Stored data entries:
________________
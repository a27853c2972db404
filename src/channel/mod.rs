//! Reconnecting real-time message channel.
//!
//! A background task keeps one connection to `base + endpoint` open:
//!
//! - open succeeds → `Connected`
//! - each text frame is parsed as a [`ChannelMessage`]; well-formed ones are
//!   appended to the message list and broadcast, malformed ones are logged and
//!   dropped
//! - transport error or close → `Disconnected`, then a reconnect after the
//!   policy delay (3000 ms fixed by default, forever unless `max_attempts` is set)
//! - [`ReconnectingChannel::deactivate`] cancels any pending reconnect and
//!   closes the live connection
//!
//! Outbound messages are only accepted while connected. Each connection gets
//! its own outbound queue, so nothing sent during an outage is replayed after
//! reconnecting.

pub mod connector;
pub mod message;

pub use connector::{Connection, Connector, WebSocketConnector};
pub use message::{ChannelMessage, ProjectEvent};

use futures::{SinkExt, StreamExt};
use serde::Serialize;
use std::sync::{Arc, Mutex, MutexGuard};
use tokio::sync::{broadcast, mpsc, watch};
use tokio::task::JoinHandle;
use tokio_util::sync::CancellationToken;

use crate::retry::RetryPolicy;

#[derive(Debug, Clone, Copy, PartialEq, Eq)]
pub enum ConnectionState {
    Connecting,
    Connected,
    Disconnected,
}

impl std::fmt::Display for ConnectionState {
    fn fmt(&self, f: &mut std::fmt::Formatter<'_>) -> std::fmt::Result {
        match self {
            ConnectionState::Connecting => write!(f, "connecting"),
            ConnectionState::Connected => write!(f, "connected"),
            ConnectionState::Disconnected => write!(f, "disconnected"),
        }
    }
}

#[derive(Default)]
struct Shared {
    messages: Mutex<Vec<ChannelMessage>>,
    outbound: Mutex<Option<mpsc::UnboundedSender<String>>>,
}

fn lock<T>(mutex: &Mutex<T>) -> MutexGuard<'_, T> {
    mutex.lock().unwrap_or_else(|poisoned| poisoned.into_inner())
}

pub struct ReconnectingChannel {
    url: String,
    state: watch::Receiver<ConnectionState>,
    shared: Arc<Shared>,
    inbound: broadcast::Sender<ChannelMessage>,
    cancel: CancellationToken,
    task: Option<JoinHandle<()>>,
}

impl ReconnectingChannel {
    /// Start connecting to `base_url` + `endpoint` in the background.
    pub fn activate(
        connector: Arc<dyn Connector>,
        base_url: &str,
        endpoint: &str,
        policy: RetryPolicy,
    ) -> Self {
        let url = format!("{}{}", base_url.trim_end_matches('/'), endpoint);
        let (state_tx, state_rx) = watch::channel(ConnectionState::Connecting);
        let (inbound, _) = broadcast::channel(1024);
        let shared = Arc::new(Shared::default());
        let cancel = CancellationToken::new();

        let task = tokio::spawn(
            Supervisor {
                connector,
                url: url.clone(),
                policy,
                shared: shared.clone(),
                state: state_tx,
                inbound: inbound.clone(),
                cancel: cancel.clone(),
            }
            .run(),
        );

        Self {
            url,
            state: state_rx,
            shared,
            inbound,
            cancel,
            task: Some(task),
        }
    }

    pub fn url(&self) -> &str {
        &self.url
    }

    pub fn state(&self) -> ConnectionState {
        *self.state.borrow()
    }

    pub fn state_changes(&self) -> watch::Receiver<ConnectionState> {
        self.state.clone()
    }

    /// Every well-formed message received since activation, in arrival order.
    pub fn messages(&self) -> Vec<ChannelMessage> {
        lock(&self.shared.messages).clone()
    }

    /// Live feed of messages received from now on.
    pub fn subscribe(&self) -> broadcast::Receiver<ChannelMessage> {
        self.inbound.subscribe()
    }

    /// Serialize `message` as JSON and send it if connected.
    ///
    /// Returns whether the message was handed to the live connection. While
    /// not connected the message is dropped.
    pub fn send<T: Serialize + ?Sized>(&self, message: &T) -> bool {
        match serde_json::to_string(message) {
            Ok(text) => self.send_text(&text),
            Err(e) => {
                tracing::warn!(error = %e, "Failed to serialize outbound message");
                false
            }
        }
    }

    /// Send a raw text frame (the backend understands `ping` and `status`).
    pub fn send_text(&self, text: &str) -> bool {
        if self.state() != ConnectionState::Connected {
            tracing::debug!(url = %self.url, "Dropping outbound message while not connected");
            return false;
        }
        match lock(&self.shared.outbound).as_ref() {
            Some(tx) => tx.send(text.to_string()).is_ok(),
            None => false,
        }
    }

    /// Stop reconnecting and close the live connection. Idempotent.
    pub async fn deactivate(&mut self) {
        self.cancel.cancel();
        if let Some(task) = self.task.take()
            && let Err(e) = task.await
        {
            tracing::error!(error = %e, "Channel task ended abnormally");
        }
    }
}

impl Drop for ReconnectingChannel {
    fn drop(&mut self) {
        self.cancel.cancel();
    }
}

struct Supervisor {
    connector: Arc<dyn Connector>,
    url: String,
    policy: RetryPolicy,
    shared: Arc<Shared>,
    state: watch::Sender<ConnectionState>,
    inbound: broadcast::Sender<ChannelMessage>,
    cancel: CancellationToken,
}

enum Ended {
    Closed,
    Cancelled,
}

impl Supervisor {
    async fn run(self) {
        // Reconnect attempts since the last successful open.
        let mut retries = 0u32;

        loop {
            self.state.send_replace(ConnectionState::Connecting);
            let attempt = tokio::select! {
                biased;
                _ = self.cancel.cancelled() => break,
                result = self.connector.connect(&self.url) => result,
            };

            match attempt {
                Ok(connection) => {
                    retries = 0;
                    tracing::debug!(url = %self.url, "Channel connected");
                    if let Ended::Cancelled = self.serve(connection).await {
                        break;
                    }
                    tracing::debug!(url = %self.url, "Channel disconnected");
                }
                Err(e) => {
                    tracing::warn!(url = %self.url, error = %e, "Channel connection failed");
                    self.state.send_replace(ConnectionState::Disconnected);
                }
            }

            if !self.policy.allows(retries) {
                tracing::error!(
                    url = %self.url,
                    attempts = retries,
                    "Giving up on channel after reaching max reconnect attempts"
                );
                break;
            }
            retries += 1;
            let delay = self.policy.delay(retries);
            tracing::debug!(url = %self.url, ?delay, attempt = retries, "Scheduling reconnect");
            tokio::select! {
                biased;
                _ = self.cancel.cancelled() => break,
                _ = tokio::time::sleep(delay) => {}
            }
        }

        *lock(&self.shared.outbound) = None;
        self.state.send_replace(ConnectionState::Disconnected);
    }

    async fn serve(&self, connection: Connection) -> Ended {
        let Connection {
            mut inbound,
            mut outbound,
        } = connection;
        let (tx, mut rx) = mpsc::unbounded_channel::<String>();
        *lock(&self.shared.outbound) = Some(tx);
        self.state.send_replace(ConnectionState::Connected);

        let ended = loop {
            tokio::select! {
                biased;
                _ = self.cancel.cancelled() => {
                    if let Err(e) = outbound.close().await {
                        tracing::debug!(error = %e, "Error while closing channel");
                    }
                    break Ended::Cancelled;
                }
                Some(text) = rx.recv() => {
                    if let Err(e) = outbound.send(text).await {
                        tracing::warn!(url = %self.url, error = %e, "Channel send failed");
                        break Ended::Closed;
                    }
                }
                frame = inbound.next() => match frame {
                    Some(Ok(text)) => self.accept(&text),
                    Some(Err(e)) => {
                        tracing::warn!(url = %self.url, error = %e, "Channel transport error");
                        break Ended::Closed;
                    }
                    None => break Ended::Closed,
                },
            }
        };

        *lock(&self.shared.outbound) = None;
        self.state.send_replace(ConnectionState::Disconnected);
        ended
    }

    fn accept(&self, text: &str) {
        match ChannelMessage::parse(text) {
            Ok(message) => {
                tracing::debug!(kind = %message.kind, "Channel message received");
                lock(&self.shared.messages).push(message.clone());
                let _ = self.inbound.send(message);
            }
            Err(e) => {
                tracing::warn!(error = %e, "Discarding malformed channel message");
            }
        }
    }
}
________________
What this task involves:
Whenever the string "write" shows up in a line above, copy that line.

Answer for this exercise:
            ConnectionState::Connecting => write!(f, "connecting"),
            ConnectionState::Connected => write!(f, "connected"),
            ConnectionState::Disconnected => write!(f, "disconnected"),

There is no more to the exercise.